One of the four main types of leukemia, chronic myeloid (or myelogenous) leukemia occurs when too many white blood cells called granulocytes are produced. This causes less room in the bone marrow for healthy white blood cells, making it easy for infections to take over the body.

It is estimated that approximately 4,800 new cases of chronic myeloid leukemia will be diagnosed in men and women this year . Chronic myeloid leukemia is rarely diagnosed in children, but rather is normally diagnosed in older adults at an average age of 66 years old.

Treatment options for chronic myeloid leukemia may consist of one or more of the following six treatment options:

Targeted Therapy

Recent scientific research has found that specific genes go awry in certain forms of cancer, which has resulted in new treatment options designed to target these genetic abnormalities. Newer oral therapies called Gleevec, Sprycel and Tasigna, which target a protein called BCR-ABL found on chronic myeloid leukemia cells, recently have become standard therapy. Since these therapies do not affect normal, noncancerous cells, the side effect profiles may be less severe than other treatment options.

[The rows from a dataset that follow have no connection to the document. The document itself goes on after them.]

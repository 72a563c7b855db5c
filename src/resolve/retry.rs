//! Bounded retry loop around a [`RequestExecutor`].
//!
//! Rate-limited responses (429) back off exponentially; every other failure
//! waits a fixed delay. Both share one attempt counter.

use super::{RequestExecutor, ResolutionResult, ResolveError};
use crate::metrics;
use std::time::Duration;
use tokio_util::sync::CancellationToken;
use tracing::{debug, warn};

/// Default number of retries after the first attempt.
pub const DEFAULT_MAX_RETRIES: u32 = 2;

/// Default delay before retrying a non-429 failure, in milliseconds.
pub const DEFAULT_RETRY_DELAY_MS: u64 = 1000;

/// Default number of retries for 429 responses.
pub const DEFAULT_THROTTLE_RETRIES: u32 = 2;

/// Default base delay for 429 backoff, in milliseconds.
pub const DEFAULT_THROTTLE_BASE_MS: u64 = 2000;

/// Configuration for [`resolve_with_retry`].
#[derive(Debug, Clone)]
pub struct RetryConfig {
    /// Retries allowed for failures other than 429.
    pub max_retries: u32,
    /// Fixed sleep before each of those retries.
    pub retry_delay: Duration,
    /// Retries allowed for 429 responses.
    pub throttle_retries: u32,
    /// 429 backoff is `throttle_base * 2^attempt`.
    pub throttle_base: Duration,
}

impl Default for RetryConfig {
    fn default() -> Self {
        Self {
            max_retries: DEFAULT_MAX_RETRIES,
            retry_delay: Duration::from_millis(DEFAULT_RETRY_DELAY_MS),
            throttle_retries: DEFAULT_THROTTLE_RETRIES,
            throttle_base: Duration::from_millis(DEFAULT_THROTTLE_BASE_MS),
        }
    }
}

impl RetryConfig {
    /// Delay before the next attempt, or `None` to give up.
    ///
    /// `attempt` is the zero-based index of the attempt that just failed.
    pub fn next_delay(&self, attempt: u32, error: &ResolveError) -> Option<Duration> {
        match error {
            ResolveError::Cancelled => None,
            e if e.is_throttled() => (attempt < self.throttle_retries)
                .then(|| self.throttle_base.saturating_mul(1u32 << attempt.min(16))),
            _ => (attempt < self.max_retries).then_some(self.retry_delay),
        }
    }
}

/// Resolve `url` through `executor`, retrying per `config`.
///
/// Each attempt is capped at `timeout`. Never fails: exhaustion or
/// cancellation yields an unresolved [`ResolutionResult`].
pub async fn resolve_with_retry(
    executor: &dyn RequestExecutor,
    url: &str,
    timeout: Duration,
    config: &RetryConfig,
    cancel: &CancellationToken,
) -> ResolutionResult {
    let mut attempt: u32 = 0;

    loop {
        let outcome = tokio::select! {
            biased;
            _ = cancel.cancelled() => Err(ResolveError::Cancelled),
            result = tokio::time::timeout(timeout, executor.resolve(url, timeout)) => {
                result.unwrap_or(Err(ResolveError::Timeout(timeout)))
            }
        };

        let error = match outcome {
            Ok(resolved) => {
                debug!("Resolved {} -> {} (attempt {})", url, resolved.final_url, attempt + 1);
                return ResolutionResult::resolved(url, resolved, attempt + 1);
            }
            Err(e) => e,
        };

        let Some(delay) = config.next_delay(attempt, &error) else {
            if error != ResolveError::Cancelled {
                warn!("Giving up on {} after {} attempts: {}", url, attempt + 1, error);
            }
            return ResolutionResult::failed(url, error, attempt + 1);
        };

        let reason = if error.is_throttled() { "throttled" } else { "error" };
        metrics::record_retry(reason);
        warn!(
            "Resolving {} failed ({}), retrying in {}ms (attempt {})",
            url,
            error,
            delay.as_millis(),
            attempt + 1
        );

        tokio::select! {
            biased;
            _ = cancel.cancelled() => {
                return ResolutionResult::failed(url, ResolveError::Cancelled, attempt + 1);
            }
            _ = tokio::time::sleep(delay) => {}
        }

        attempt += 1;
    }
}

#[cfg(test)]
mod tests {
    use super::*;
    use crate::resolve::Resolved;
    use async_trait::async_trait;
    use std::sync::Mutex;
    use tokio::time::Instant;

    /// Replays a fixed script of outcomes and records when each call happened.
    struct Scripted {
        script: Mutex<Vec<Result<Resolved, ResolveError>>>,
        calls: Mutex<Vec<Instant>>,
    }

    impl Scripted {
        fn new(mut script: Vec<Result<Resolved, ResolveError>>) -> Self {
            script.reverse();
            Self {
                script: Mutex::new(script),
                calls: Mutex::new(Vec::new()),
            }
        }

        fn call_times(&self) -> Vec<Instant> {
            self.calls.lock().unwrap().clone()
        }
    }

    #[async_trait]
    impl RequestExecutor for Scripted {
        async fn resolve(&self, _url: &str, _timeout: Duration) -> Result<Resolved, ResolveError> {
            self.calls.lock().unwrap().push(Instant::now());
            self.script
                .lock()
                .unwrap()
                .pop()
                .unwrap_or(Err(ResolveError::Transport("script exhausted".into())))
        }
    }

    fn ok() -> Result<Resolved, ResolveError> {
        Ok(Resolved {
            final_url: "https://cdn.example.com/seg.ts".to_string(),
            status: 200,
        })
    }

    fn throttled() -> Result<Resolved, ResolveError> {
        Err(ResolveError::Status { status: 429 })
    }

    const TIMEOUT: Duration = Duration::from_secs(15);

    fn assert_close(actual: Duration, expected: Duration) {
        assert!(
            actual >= expected && actual < expected + Duration::from_millis(20),
            "expected ~{expected:?}, got {actual:?}"
        );
    }

    #[test]
    fn retry_config_defaults() {
        let cfg = RetryConfig::default();
        assert_eq!(cfg.max_retries, 2);
        assert_eq!(cfg.retry_delay, Duration::from_secs(1));
        assert_eq!(cfg.throttle_retries, 2);
        assert_eq!(cfg.throttle_base, Duration::from_secs(2));
    }

    #[test]
    fn throttle_delay_doubles() {
        let cfg = RetryConfig::default();
        let err = ResolveError::Status { status: 429 };
        assert_eq!(cfg.next_delay(0, &err), Some(Duration::from_secs(2)));
        assert_eq!(cfg.next_delay(1, &err), Some(Duration::from_secs(4)));
        assert_eq!(cfg.next_delay(2, &err), None);
    }

    #[test]
    fn other_errors_use_fixed_delay() {
        let cfg = RetryConfig::default();
        let err = ResolveError::Transport("reset".into());
        assert_eq!(cfg.next_delay(0, &err), Some(Duration::from_secs(1)));
        assert_eq!(cfg.next_delay(1, &err), Some(Duration::from_secs(1)));
        assert_eq!(cfg.next_delay(2, &err), None);
        assert_eq!(cfg.next_delay(0, &ResolveError::Cancelled), None);
    }

    #[tokio::test(start_paused = true)]
    async fn throttled_twice_then_succeeds_with_backoff() {
        let executor = Scripted::new(vec![throttled(), throttled(), ok()]);
        let cancel = CancellationToken::new();

        let result = resolve_with_retry(
            &executor,
            "https://x/a.html",
            TIMEOUT,
            &RetryConfig::default(),
            &cancel,
        )
        .await;

        assert!(result.success());
        assert_eq!(result.attempts, 3);

        let times = executor.call_times();
        assert_eq!(times.len(), 3);
        assert_close(times[1] - times[0], Duration::from_secs(2));
        assert_close(times[2] - times[1], Duration::from_secs(4));
    }

    #[tokio::test(start_paused = true)]
    async fn persistent_errors_exhaust_after_three_calls() {
        let executor = Scripted::new(vec![]);
        let cancel = CancellationToken::new();

        let result = resolve_with_retry(
            &executor,
            "https://x/a.html",
            TIMEOUT,
            &RetryConfig::default(),
            &cancel,
        )
        .await;

        assert!(!result.success());
        assert_eq!(result.attempts, 3);
        assert!(matches!(result.error, Some(ResolveError::Transport(_))));

        let times = executor.call_times();
        assert_close(times[1] - times[0], Duration::from_secs(1));
        assert_close(times[2] - times[1], Duration::from_secs(1));
    }

    struct Hangs;

    #[async_trait]
    impl RequestExecutor for Hangs {
        async fn resolve(&self, _url: &str, _timeout: Duration) -> Result<Resolved, ResolveError> {
            std::future::pending().await
        }
    }

    #[tokio::test(start_paused = true)]
    async fn hanging_executor_times_out() {
        let cancel = CancellationToken::new();
        let config = RetryConfig {
            max_retries: 0,
            ..Default::default()
        };

        let result = resolve_with_retry(
            &Hangs,
            "https://x/a.html",
            Duration::from_secs(3),
            &config,
            &cancel,
        )
        .await;

        assert_eq!(result.error, Some(ResolveError::Timeout(Duration::from_secs(3))));
    }

    #[tokio::test(start_paused = true)]
    async fn cancellation_interrupts_in_flight_call() {
        let cancel = CancellationToken::new();
        let trigger = cancel.clone();
        tokio::spawn(async move {
            tokio::time::sleep(Duration::from_millis(100)).await;
            trigger.cancel();
        });

        let result = resolve_with_retry(
            &Hangs,
            "https://x/a.html",
            TIMEOUT,
            &RetryConfig::default(),
            &cancel,
        )
        .await;

        assert_eq!(result.error, Some(ResolveError::Cancelled));
        assert_eq!(result.attempts, 1);
    }
}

A form of cancer treatment that utilizes the body’s natural immune system to fight cancer, immunotherapy was the standard therapy for chronic myeloid leukemia prior to the development of targeted therapies. An immunotherapy called interferon alpha is most often used to treat this form of leukemia. Since this type of therapy is very potent, it can cause severe flu-like symptoms such as fever, aches, and chills, which some people may not be able to tolerate.


Once one of the standard treatment options before the availability of targeted therapies, the use of chemotherapy is usually reserved for when targeted therapies stop working or as part of the treatment regimen for a stem cell transplant.

Radiation Therapy

Radiation therapy typically is not a main treatment for chronic myeloid leukemia. However, external radiation is used as part of a bone marrow or peripheral blood stem cell transplant, or is used to treat any cancer that has spread to other parts of the body such as the spleen where it is causing discomfort or pain.


When chronic myeloid leukemia spreads to the spleen, and chemotherapy or radiation therapy does not aid in shrinking its size, surgery may become an option in order to remove it. Otherwise, surgery does not play a large role in the treatment of this form of leukemia.

Bone Marrow or Peripheral Blood Stem Cell Transplant

High doses of chemotherapy or radiation are given during this procedure to destroy the bone marrow cells of the patient. From there, healthy stem cells previously removed from the bone marrow or blood of the patient or a donor are then replaced in hopes that healthy white blood cells form in the bone marrow.